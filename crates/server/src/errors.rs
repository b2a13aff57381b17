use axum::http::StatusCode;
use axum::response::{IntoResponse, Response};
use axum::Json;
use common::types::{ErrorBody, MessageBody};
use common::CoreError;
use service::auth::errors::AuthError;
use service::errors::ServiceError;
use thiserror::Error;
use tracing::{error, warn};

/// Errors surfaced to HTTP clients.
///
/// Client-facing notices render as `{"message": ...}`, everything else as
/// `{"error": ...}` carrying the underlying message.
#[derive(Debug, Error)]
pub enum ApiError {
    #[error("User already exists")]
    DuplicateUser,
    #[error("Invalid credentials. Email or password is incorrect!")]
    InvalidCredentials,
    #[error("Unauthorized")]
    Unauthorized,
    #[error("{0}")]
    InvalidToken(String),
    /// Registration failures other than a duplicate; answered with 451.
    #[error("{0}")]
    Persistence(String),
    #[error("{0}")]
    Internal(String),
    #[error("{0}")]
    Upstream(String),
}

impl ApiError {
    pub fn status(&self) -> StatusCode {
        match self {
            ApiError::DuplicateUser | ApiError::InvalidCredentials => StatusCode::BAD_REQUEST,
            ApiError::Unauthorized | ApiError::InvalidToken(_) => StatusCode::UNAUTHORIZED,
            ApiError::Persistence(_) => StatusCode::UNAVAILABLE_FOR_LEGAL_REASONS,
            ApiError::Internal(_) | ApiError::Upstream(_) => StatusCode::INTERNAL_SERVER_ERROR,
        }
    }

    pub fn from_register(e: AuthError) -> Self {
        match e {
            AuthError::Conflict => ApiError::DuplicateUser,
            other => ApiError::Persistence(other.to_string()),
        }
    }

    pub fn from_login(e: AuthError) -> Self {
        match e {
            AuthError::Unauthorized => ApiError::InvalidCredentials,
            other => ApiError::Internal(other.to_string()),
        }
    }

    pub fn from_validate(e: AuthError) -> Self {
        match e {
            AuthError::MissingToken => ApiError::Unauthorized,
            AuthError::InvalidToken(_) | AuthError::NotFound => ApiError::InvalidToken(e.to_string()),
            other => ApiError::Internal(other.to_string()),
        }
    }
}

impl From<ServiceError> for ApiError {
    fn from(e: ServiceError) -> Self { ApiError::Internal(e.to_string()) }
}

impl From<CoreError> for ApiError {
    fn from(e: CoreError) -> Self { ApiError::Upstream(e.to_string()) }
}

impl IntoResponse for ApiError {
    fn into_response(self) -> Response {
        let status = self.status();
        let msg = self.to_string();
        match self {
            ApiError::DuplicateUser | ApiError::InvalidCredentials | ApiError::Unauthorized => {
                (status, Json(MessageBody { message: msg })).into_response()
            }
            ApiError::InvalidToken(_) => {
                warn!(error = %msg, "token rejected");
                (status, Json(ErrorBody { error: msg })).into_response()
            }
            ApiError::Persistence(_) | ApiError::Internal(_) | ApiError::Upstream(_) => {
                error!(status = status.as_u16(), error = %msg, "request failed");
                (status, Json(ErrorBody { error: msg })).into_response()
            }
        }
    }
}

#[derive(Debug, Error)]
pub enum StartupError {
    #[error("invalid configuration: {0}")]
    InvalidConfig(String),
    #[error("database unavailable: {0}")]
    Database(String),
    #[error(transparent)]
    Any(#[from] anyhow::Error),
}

· · · ·

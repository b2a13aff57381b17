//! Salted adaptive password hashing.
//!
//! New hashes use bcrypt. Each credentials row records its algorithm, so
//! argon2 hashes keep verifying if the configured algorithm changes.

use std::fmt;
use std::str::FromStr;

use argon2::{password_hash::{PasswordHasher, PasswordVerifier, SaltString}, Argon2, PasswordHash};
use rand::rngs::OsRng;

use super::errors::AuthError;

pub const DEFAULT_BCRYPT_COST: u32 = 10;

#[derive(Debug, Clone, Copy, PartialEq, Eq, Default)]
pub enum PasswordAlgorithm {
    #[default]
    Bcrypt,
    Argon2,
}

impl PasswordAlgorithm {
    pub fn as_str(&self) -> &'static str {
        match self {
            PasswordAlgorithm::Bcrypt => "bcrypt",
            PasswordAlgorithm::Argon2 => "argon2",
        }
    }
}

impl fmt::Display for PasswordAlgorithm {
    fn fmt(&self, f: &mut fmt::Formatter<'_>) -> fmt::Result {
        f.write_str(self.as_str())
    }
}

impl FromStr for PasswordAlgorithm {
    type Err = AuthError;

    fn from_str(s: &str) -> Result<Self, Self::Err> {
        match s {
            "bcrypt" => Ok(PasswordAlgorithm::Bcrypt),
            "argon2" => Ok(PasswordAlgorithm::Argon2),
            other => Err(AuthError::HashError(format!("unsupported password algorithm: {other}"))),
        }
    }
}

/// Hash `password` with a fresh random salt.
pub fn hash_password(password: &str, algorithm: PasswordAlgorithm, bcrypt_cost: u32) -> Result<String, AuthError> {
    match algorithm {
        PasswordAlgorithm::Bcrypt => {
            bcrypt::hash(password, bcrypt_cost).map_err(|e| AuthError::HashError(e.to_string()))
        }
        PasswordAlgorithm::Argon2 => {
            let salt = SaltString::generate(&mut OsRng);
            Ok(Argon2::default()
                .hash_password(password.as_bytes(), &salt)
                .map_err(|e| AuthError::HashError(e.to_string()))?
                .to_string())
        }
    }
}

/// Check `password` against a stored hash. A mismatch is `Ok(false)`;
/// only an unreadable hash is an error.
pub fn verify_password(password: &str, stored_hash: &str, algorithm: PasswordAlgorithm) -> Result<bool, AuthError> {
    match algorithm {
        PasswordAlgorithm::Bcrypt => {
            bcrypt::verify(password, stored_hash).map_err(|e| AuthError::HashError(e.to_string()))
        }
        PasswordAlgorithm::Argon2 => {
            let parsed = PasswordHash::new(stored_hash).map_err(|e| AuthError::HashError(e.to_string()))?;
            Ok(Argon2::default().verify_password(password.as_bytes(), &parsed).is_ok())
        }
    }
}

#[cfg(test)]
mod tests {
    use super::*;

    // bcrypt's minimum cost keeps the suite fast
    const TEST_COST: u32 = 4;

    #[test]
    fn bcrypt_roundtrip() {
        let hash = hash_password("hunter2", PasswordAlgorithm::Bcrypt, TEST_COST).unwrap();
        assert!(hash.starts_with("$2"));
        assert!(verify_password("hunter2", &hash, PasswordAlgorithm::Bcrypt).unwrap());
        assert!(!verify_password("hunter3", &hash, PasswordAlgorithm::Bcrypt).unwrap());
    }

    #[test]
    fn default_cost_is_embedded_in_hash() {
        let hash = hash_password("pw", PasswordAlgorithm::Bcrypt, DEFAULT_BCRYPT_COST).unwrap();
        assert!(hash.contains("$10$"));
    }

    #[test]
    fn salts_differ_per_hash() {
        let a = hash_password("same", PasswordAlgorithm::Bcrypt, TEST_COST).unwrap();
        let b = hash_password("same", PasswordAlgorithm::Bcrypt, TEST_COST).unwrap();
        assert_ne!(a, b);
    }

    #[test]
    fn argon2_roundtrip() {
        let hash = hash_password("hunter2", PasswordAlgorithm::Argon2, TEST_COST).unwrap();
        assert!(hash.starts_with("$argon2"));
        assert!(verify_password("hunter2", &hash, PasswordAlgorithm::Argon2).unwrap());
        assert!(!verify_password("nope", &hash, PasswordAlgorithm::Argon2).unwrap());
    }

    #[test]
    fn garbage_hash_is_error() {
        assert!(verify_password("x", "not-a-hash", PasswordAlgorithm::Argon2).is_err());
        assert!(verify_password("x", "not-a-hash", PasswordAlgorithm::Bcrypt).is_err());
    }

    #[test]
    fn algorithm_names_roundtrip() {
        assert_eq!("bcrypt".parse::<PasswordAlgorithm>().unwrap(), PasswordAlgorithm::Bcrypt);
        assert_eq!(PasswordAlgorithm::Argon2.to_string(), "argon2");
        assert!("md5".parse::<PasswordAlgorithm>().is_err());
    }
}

· · · ·

About this task — Check the records above and copy each line that has the string "SaltString".

Your solution —
use argon2::{password_hash::{PasswordHasher, PasswordVerifier, SaltString}, Argon2, PasswordHash};
            let salt = SaltString::generate(&mut OsRng);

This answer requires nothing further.